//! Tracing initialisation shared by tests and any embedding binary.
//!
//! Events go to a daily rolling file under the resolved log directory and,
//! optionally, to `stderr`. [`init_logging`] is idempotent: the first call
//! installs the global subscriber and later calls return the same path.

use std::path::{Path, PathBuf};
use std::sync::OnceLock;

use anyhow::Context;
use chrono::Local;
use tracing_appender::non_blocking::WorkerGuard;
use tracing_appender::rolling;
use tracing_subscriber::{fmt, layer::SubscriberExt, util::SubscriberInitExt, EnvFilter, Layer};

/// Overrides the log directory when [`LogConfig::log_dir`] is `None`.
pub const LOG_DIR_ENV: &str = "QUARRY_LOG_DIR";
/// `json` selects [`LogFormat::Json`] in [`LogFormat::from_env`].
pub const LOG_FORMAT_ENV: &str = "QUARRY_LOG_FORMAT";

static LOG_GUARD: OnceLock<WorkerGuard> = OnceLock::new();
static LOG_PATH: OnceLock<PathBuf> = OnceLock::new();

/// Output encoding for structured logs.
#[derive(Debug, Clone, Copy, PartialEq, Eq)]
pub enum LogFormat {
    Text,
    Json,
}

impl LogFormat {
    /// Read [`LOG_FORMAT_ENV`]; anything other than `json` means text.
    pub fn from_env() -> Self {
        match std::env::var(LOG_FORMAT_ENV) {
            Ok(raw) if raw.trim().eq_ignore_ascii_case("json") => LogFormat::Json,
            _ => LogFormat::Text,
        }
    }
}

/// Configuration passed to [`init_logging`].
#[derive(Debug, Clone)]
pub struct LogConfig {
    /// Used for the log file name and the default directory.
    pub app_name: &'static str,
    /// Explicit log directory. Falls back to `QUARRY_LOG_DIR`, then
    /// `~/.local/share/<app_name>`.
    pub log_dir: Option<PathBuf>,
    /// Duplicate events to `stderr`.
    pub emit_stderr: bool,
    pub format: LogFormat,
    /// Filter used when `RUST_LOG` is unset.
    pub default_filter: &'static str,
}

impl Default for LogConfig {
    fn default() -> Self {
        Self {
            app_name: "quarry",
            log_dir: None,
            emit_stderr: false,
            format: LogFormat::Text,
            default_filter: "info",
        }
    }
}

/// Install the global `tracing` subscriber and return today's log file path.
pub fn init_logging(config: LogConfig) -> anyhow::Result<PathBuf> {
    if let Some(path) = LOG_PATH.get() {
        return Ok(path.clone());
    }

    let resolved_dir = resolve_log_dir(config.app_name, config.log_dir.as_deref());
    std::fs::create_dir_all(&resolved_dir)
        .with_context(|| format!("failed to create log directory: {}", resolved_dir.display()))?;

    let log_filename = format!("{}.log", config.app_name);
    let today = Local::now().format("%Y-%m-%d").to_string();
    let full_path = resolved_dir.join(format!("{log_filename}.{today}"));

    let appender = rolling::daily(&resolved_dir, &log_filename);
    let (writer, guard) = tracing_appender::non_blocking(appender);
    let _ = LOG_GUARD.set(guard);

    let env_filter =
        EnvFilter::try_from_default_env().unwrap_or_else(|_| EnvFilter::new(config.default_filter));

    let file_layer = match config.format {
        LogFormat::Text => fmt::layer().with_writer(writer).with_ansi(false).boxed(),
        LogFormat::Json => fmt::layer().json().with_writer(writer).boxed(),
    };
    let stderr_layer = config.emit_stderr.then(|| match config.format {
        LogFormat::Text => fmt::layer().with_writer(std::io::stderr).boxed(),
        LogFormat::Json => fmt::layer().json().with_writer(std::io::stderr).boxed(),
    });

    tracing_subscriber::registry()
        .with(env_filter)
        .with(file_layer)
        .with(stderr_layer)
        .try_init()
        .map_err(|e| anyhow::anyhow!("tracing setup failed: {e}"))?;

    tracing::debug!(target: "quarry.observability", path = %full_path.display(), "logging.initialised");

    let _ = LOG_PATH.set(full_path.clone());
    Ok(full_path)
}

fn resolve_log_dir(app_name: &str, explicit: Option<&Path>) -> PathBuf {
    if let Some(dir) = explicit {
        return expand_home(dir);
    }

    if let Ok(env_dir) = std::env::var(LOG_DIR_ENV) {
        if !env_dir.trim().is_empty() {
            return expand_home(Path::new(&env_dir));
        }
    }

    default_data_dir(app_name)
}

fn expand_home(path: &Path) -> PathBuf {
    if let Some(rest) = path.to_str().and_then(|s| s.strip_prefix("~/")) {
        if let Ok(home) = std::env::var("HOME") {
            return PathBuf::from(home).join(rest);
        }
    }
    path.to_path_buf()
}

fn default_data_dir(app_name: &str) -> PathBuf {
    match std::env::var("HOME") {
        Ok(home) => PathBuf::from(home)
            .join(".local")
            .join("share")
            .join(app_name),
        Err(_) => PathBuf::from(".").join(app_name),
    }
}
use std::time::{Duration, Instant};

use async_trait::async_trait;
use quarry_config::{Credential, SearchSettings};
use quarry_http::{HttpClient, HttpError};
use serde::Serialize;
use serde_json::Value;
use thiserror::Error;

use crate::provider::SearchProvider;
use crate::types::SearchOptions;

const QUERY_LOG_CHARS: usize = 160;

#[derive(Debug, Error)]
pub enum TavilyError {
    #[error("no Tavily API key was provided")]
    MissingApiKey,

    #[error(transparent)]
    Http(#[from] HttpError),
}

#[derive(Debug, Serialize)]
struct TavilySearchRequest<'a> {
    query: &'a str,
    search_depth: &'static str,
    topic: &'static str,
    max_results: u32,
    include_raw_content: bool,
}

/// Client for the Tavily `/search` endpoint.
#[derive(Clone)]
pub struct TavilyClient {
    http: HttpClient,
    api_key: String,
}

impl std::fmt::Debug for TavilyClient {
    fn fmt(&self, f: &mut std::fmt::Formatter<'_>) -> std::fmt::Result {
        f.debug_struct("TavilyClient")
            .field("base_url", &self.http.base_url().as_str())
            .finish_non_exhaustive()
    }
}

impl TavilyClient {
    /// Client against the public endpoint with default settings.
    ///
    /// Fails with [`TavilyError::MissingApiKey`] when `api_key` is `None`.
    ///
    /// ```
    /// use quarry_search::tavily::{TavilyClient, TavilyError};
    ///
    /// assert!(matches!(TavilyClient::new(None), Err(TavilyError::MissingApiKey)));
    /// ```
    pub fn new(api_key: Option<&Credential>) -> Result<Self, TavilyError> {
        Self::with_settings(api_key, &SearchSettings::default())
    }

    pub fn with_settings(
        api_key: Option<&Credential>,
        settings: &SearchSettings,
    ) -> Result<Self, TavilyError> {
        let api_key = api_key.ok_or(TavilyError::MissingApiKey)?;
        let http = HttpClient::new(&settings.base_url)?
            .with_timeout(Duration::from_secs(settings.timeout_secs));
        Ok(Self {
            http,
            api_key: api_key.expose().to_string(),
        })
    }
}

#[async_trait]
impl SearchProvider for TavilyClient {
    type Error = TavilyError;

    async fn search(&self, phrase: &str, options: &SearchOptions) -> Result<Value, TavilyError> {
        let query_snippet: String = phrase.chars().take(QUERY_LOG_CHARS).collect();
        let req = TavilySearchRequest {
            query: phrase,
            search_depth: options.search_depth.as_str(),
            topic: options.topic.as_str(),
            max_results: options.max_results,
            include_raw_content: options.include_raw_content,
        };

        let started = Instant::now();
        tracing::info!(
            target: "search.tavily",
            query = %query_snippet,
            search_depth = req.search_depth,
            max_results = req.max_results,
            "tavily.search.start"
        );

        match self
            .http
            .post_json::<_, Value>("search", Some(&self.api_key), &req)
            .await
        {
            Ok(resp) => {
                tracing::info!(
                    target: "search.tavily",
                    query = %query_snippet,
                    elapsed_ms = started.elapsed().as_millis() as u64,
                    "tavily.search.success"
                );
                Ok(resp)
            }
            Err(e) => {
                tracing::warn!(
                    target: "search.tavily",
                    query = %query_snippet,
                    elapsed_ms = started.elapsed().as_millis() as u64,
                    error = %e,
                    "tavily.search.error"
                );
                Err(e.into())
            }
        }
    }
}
•••
> [EXERCISE]: Show a copy of each line from the records above in which the string "HttpClient" occurs.

> [ANSWER FOR THE TASK]:
use quarry_http::{HttpClient, HttpError};
    http: HttpClient,
        let http = HttpClient::new(&settings.base_url)?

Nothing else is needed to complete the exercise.